The FDA approved mepolizumab for eosinophilic COPD based on the MATINEE and METREX trials, which showed it significantly reduced moderate to severe exacerbations versus placebo. These benefits were observed across a many patients with elevated blood eosinophil counts.

The MATINEE and METREX trials are phase 3, randomized (1:1), double-blind, parallel-group studies evaluating the efficacy and safety of mepolizumab 100 mg given subcutaneously every 4 weeks. Mepolizumab was used as an add-on to optimized inhaled triple therapy, which included dual long-acting bronchodilators and an inhaled corticosteroid, compared with placebo.

In both the MATINEE and METREX trials, mepolizumab significantly reduced the annual rate of moderate or severe exacerbations compared to placebo in patients with an eosinophilic phenotype receiving triple inhaled therapy (MATINEE: rate ratio [RR], 0.79; 95% CI, 0.66-0.94; P=0.01; METREX: RR, 0.82; 95% CI, 0.68-0.98; adjusted P=0.04).

In the MATINEE trial, a pre-specified secondary analysis showed that mepolizumab reduced the annualized rate of COPD exacerbations requiring emergency department visits or hospitalization compared with placebo (RR, 0.65; 95% CI, 0.43-0.96).

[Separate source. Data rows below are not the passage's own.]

// SPDX-License-Identifier: BUSL-1.1
// Copyright (c) 2026 Alfred Jean LLC

//! Node-availability timeline: a piecewise-constant `free_nodes(t)`
//! profile with embedded per-job commitments, used by conservative
//! backfilling and by start-time estimation.

/// Commitments are half-open `[start, end)` node counts.
#[derive(Debug, Clone)]
pub struct AvailabilityTimeline {
    total_nodes: u32,
    commitments: Vec<(f64, f64, u32)>,
}

impl AvailabilityTimeline {
    pub fn new(total_nodes: u32) -> Self {
        Self { total_nodes, commitments: Vec::new() }
    }

    pub fn clear(&mut self) {
        self.commitments.clear();
    }

    pub fn commit(&mut self, start: f64, end: f64, nodes: u32) {
        if end > start && nodes > 0 {
            self.commitments.push((start, end, nodes));
        }
    }

    pub fn free_at(&self, t: f64) -> u32 {
        let used: u32 = self
            .commitments
            .iter()
            .filter(|(s, e, _)| *s <= t && t < *e)
            .map(|(_, _, n)| n)
            .sum();
        self.total_nodes.saturating_sub(used)
    }

    /// Minimum free nodes over `[t, t + duration)`.
    fn min_free_over(&self, t: f64, duration: f64) -> u32 {
        let end = t + duration;
        let mut min = self.free_at(t);
        for &(s, _, _) in &self.commitments {
            if s > t && s < end {
                min = min.min(self.free_at(s));
            }
        }
        min
    }

    /// Earliest `t >= from` at which `nodes` nodes stay free for
    /// `duration` seconds. Candidate dates are `from` and every
    /// commitment release.
    pub fn earliest_start(&self, from: f64, nodes: u32, duration: f64) -> f64 {
        let mut candidates: Vec<f64> = vec![from];
        candidates.extend(self.commitments.iter().map(|&(_, e, _)| e).filter(|&e| e > from));
        candidates.sort_by(f64::total_cmp);
        for t in candidates {
            if self.min_free_over(t, duration) >= nodes {
                return t;
            }
        }
        // Unreachable for nodes <= total: the date after the last
        // release always qualifies (and is in the candidate list).
        from
    }
}

#[cfg(test)]
#[path = "timeline_tests.rs"]
mod tests;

However, this result was not considered statistically significant due to the failure of an earlier endpoint in the trial’s predefined statistical hierarchy.

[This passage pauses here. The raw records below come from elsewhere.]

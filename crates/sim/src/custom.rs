// SPDX-License-Identifier: BUSL-1.1
// Copyright (c) 2026 Alfred Jean LLC

//! Support for custom actions that orchestrate work of their own: a
//! context that upgrades an executor environment into a full
//! controller-like surface (managers, events, storage access).

use crate::data_manager::DataMovementManager;
use crate::job_manager::JobManager;
use crate::registry::{ComputeRef, RegistryRef};
use gantry_compute::ExecutorEnv;
use gantry_core::{ExecutionEvent, FailureCause, HostName, ServiceName};
use gantry_kernel::Commport;
use gantry_storage::StorageEndpoint;
use std::rc::Rc;

/// What a custom action's closure works with when it needs more than
/// raw sleeping and computing. Built from the [`ExecutorEnv`] the
/// executor hands in plus a registry handle captured at job-building
/// time.
pub struct CustomContext {
    env: ExecutorEnv,
    event_port: Commport,
    registry: RegistryRef,
}

impl CustomContext {
    pub fn new(env: ExecutorEnv, registry: RegistryRef) -> Result<Self, FailureCause> {
        let event_port = env.ctx.create_commport("custom-action").map_err(FailureCause::from)?;
        Ok(Self { env, event_port, registry })
    }

    pub fn hostname(&self) -> &HostName {
        &self.env.hostname
    }

    pub fn physical_hostname(&self) -> &HostName {
        &self.env.physical_hostname
    }

    pub fn now(&self) -> f64 {
        self.env.ctx.now()
    }

    pub async fn sleep(&self, seconds: f64) -> Result<(), FailureCause> {
        self.env.ctx.sleep(seconds).await.map_err(FailureCause::from)
    }

    /// A job manager owned by this action; nested jobs can be submitted
    /// to any registered compute service.
    pub fn create_job_manager(&self) -> Result<Rc<JobManager>, FailureCause> {
        JobManager::new(&self.env.ctx, &self.event_port, self.registry.clone())
            .map_err(FailureCause::from)
    }

    pub fn create_data_movement_manager(&self) -> Rc<DataMovementManager> {
        DataMovementManager::new(&self.env.ctx, &self.event_port, self.registry.clone())
    }

    pub async fn wait_for_next_event(&self) -> Result<ExecutionEvent, FailureCause> {
        self.env
            .ctx
            .expect::<ExecutionEvent>(&self.event_port)
            .await
            .map_err(FailureCause::from)
    }

    pub fn compute_service(&self, name: &ServiceName) -> Option<ComputeRef> {
        self.registry.compute(name)
    }

    pub fn storage_service(&self, name: &ServiceName) -> Option<StorageEndpoint> {
        self.registry.storage_endpoint(name)
    }
}

#[cfg(test)]
#[path = "custom_tests.rs"]
mod tests;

In the US, around 70% of COPD patients who remain uncontrolled on inhaled triple therapy and continue to experience exacerbations have a BEC ≥150 cells/μL. This equates to over one million individuals at increased risk for exacerbations, including those resulting in emergency department visits or hospitalizations, who may benefit from adding mepolizumab to their treatment regimen.